Keeping Supporters Engaged Before, During & After A Vote
When I was an organizer for Planned Parenthood, the biggest part of my job was signing up new supporters and driving them to take action. I did this in many ways, but my favorite was to plan an in-person rally. Our supporters loved Planned Parenthood rallies; we wore pink t-shirts, hailed handmade signs that displayed “Hands off my Healthcare”, sang inspiring chants and listened to energizing speeches.
But planning rallies was such a small part of my job. I also collected and shared stories of people affected by not having health insurance, visited legislators offices and asked them to support bills that protected women’s health, and made thousands of phone calls, and knocked on hundreds of doors. It was important to always keep the drum-beat going about protecting access to women’s healthcare.
I did all those things to keep people engaged, before during and after important legislative cycles that would affect our access to healthcare — and our future.
So, how do I define engagement?
Engagement is ongoing–there’s no end.
Remember, after the issue is decided and news cycle is over, real people are left to deal with the effects of unfair and discriminatory policies. Children and families go without meals. Residents still live near oil drilling sites, affecting their physical health.
Although there may not be a large in-person event, there are always ways to engage the people around you.
In the midst (and aftermath) of issues like the Supreme Court case on non-discrimination, or the weekly climate rally in DC, is a great time to thank your representatives for supporting legislation, or search for some personal stories to share that will remind people that it is the numerous incidents, the continuous stories, that matter.
Engage in as many channels as possible–to reach as many people as possible.
I don’t often pay attention to breaking news or a new issue unless several people have shared it across platforms. If I see something break, I immediately go, “Wait, what? Let’s check Twitter!”
Sharing your message across tweets, emails, phone calls and even getting commentary in the newspaper can help your constituency really pay attention, and be more compelled to take action.
That’s why at New/Mode we offer five different ways to contact decision-makers like legislators and business leaders, because not only are they answering the phone in their offices in the state legislature, but they are checking Twitter, reading the news, reading email–and even receiving faxes.
Engagement should be personal–real, powerful and collective voices influence decisions.
People cannot really relate to an issue unless it’s personal to them, so remember to share and collect impact stories throughout the year.

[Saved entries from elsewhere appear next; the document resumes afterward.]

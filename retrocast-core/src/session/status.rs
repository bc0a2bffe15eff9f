//! Coarse connection status surfaced to callers.
//!
//! Informational only: protocol correctness never depends on it.

use std::fmt;
use std::time::{Duration, Instant};

/// Lifecycle of one session or client connection.
///
/// ```text
///  Connecting ──► Connected ──► Disconnected ──► Connecting ...
///                                    │
///                                    ▼
///                                 Shutdown
/// ```
#[derive(Debug, Clone, PartialEq, Eq, Default)]
pub enum SessionStatus {
    /// A connection attempt is in flight.
    #[default]
    Connecting,

    /// The transport is up.
    Connected {
        /// When the connection entered the `Connected` state.
        since: Instant,
    },

    /// The transport closed; a reconnect may follow.
    Disconnected,

    /// Terminal: the owner was canceled.
    Shutdown,
}

impl fmt::Display for SessionStatus {
    fn fmt(&self, f: &mut fmt::Formatter<'_>) -> fmt::Result {
        match self {
            Self::Connecting => write!(f, "connecting"),
            Self::Connected { .. } => write!(f, "connected"),
            Self::Disconnected => write!(f, "disconnected"),
            Self::Shutdown => write!(f, "shutdown"),
        }
    }
}

impl SessionStatus {
    pub fn connected_now() -> Self {
        Self::Connected {
            since: Instant::now(),
        }
    }

    pub fn is_connected(&self) -> bool {
        matches!(self, Self::Connected { .. })
    }

    /// How long the connection has been up; `None` unless connected.
    pub fn connected_duration(&self) -> Option<Duration> {
        match self {
            Self::Connected { since } => Some(since.elapsed()),
            _ => None,
        }
    }
}

#[cfg(test)]
mod tests {
    use super::*;

    #[test]
    fn display_format() {
        assert_eq!(SessionStatus::Connecting.to_string(), "connecting");
        assert_eq!(SessionStatus::connected_now().to_string(), "connected");
        assert_eq!(SessionStatus::Disconnected.to_string(), "disconnected");
        assert_eq!(SessionStatus::Shutdown.to_string(), "shutdown");
    }

    #[test]
    fn duration_only_while_connected() {
        assert!(SessionStatus::connected_now().connected_duration().is_some());
        assert!(SessionStatus::Disconnected.connected_duration().is_none());
        assert!(!SessionStatus::default().is_connected());
    }
}
//! Small sliding-window primitives used by the hub, the producer loop
//! and the client statistics.

pub mod ring_buffer;
pub mod window_average;

pub use ring_buffer::RingBuffer;
pub use window_average::WindowAverage;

A great way to collect stories by using the New/Mode platform is to use our Email or Tweet Storm tools, encouraging members to share their voice with one simple click. Re-share these impact stories on your own blog and social media accounts to amplify the personal affect on human lives.
One way I loved to grow support at Planned Parenthood is through letters to the editor. With New./Mode, you can easily run a LTE campaign, taking the guesswork out of having your member finding the email addresses of the editors of their local papers, and share their story in a short 150 words.
These are some easy ways to activate your supporters when you may feel like there isn’t enough buzz about –or grassroots power behind– your issue. At New/Mode, we build tools meant to be used year round to create change in your communities, states and beyond, because our stories –and the issues–aren’t seasonal.